(WHAT IS EXPECTED): Please state how many lines of the data below contain the word "handle", offering nothing besides the number.

(EXTRACTED DATA):
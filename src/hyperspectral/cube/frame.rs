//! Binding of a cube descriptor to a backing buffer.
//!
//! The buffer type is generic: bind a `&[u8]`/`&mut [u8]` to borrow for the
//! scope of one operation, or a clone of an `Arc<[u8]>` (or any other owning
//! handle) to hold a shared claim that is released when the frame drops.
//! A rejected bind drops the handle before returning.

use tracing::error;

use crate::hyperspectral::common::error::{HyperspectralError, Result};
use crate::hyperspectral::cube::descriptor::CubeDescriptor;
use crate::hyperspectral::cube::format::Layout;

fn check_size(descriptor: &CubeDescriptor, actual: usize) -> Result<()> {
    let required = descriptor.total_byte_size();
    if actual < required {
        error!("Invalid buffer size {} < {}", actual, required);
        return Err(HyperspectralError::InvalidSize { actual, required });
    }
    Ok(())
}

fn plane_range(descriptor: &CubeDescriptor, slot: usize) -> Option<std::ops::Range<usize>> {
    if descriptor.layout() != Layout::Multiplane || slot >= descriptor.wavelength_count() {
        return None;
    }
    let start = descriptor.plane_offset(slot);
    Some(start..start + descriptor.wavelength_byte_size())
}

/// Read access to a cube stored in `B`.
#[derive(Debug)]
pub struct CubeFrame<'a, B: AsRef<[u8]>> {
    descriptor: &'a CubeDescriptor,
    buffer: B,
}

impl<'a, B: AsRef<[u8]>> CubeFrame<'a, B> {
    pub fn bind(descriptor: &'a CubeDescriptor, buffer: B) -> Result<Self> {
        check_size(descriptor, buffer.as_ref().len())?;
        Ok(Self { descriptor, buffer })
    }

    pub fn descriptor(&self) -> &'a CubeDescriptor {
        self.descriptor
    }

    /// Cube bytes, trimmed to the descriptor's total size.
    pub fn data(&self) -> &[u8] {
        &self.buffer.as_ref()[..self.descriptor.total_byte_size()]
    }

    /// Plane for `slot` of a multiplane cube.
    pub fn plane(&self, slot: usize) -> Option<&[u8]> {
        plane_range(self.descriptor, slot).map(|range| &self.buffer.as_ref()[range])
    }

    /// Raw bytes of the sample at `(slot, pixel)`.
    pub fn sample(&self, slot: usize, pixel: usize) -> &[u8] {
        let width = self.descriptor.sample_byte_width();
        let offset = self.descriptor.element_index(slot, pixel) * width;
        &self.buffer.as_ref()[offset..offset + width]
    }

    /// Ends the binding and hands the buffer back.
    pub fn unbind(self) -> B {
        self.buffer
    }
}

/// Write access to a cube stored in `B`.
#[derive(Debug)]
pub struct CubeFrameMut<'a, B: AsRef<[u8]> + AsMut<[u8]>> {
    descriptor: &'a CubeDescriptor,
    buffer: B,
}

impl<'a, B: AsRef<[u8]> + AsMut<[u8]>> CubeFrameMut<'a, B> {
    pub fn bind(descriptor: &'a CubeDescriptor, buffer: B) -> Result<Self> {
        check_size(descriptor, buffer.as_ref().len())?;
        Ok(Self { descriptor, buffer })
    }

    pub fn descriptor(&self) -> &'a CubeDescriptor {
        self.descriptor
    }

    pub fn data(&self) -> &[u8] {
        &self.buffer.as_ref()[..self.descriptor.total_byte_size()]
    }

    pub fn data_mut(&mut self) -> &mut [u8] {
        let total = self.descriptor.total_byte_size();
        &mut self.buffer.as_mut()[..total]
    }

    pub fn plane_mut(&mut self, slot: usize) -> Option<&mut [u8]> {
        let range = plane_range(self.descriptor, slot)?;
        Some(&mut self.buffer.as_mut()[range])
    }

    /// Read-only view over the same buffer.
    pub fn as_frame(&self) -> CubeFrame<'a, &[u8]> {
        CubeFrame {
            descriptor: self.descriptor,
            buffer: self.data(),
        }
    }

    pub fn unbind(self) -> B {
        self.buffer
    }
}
==
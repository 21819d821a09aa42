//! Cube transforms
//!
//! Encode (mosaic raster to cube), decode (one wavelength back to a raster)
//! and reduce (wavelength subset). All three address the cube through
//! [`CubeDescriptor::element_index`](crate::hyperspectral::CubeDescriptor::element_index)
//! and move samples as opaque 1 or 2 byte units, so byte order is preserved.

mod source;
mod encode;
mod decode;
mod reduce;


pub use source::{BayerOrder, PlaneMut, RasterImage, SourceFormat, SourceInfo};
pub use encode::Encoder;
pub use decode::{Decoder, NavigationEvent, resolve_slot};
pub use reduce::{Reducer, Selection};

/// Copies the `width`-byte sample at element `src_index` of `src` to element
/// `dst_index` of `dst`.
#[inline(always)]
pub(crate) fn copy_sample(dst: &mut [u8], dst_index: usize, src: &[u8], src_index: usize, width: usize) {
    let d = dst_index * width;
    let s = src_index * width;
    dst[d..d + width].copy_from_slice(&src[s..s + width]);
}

(WRITTEN RESPONSE): 2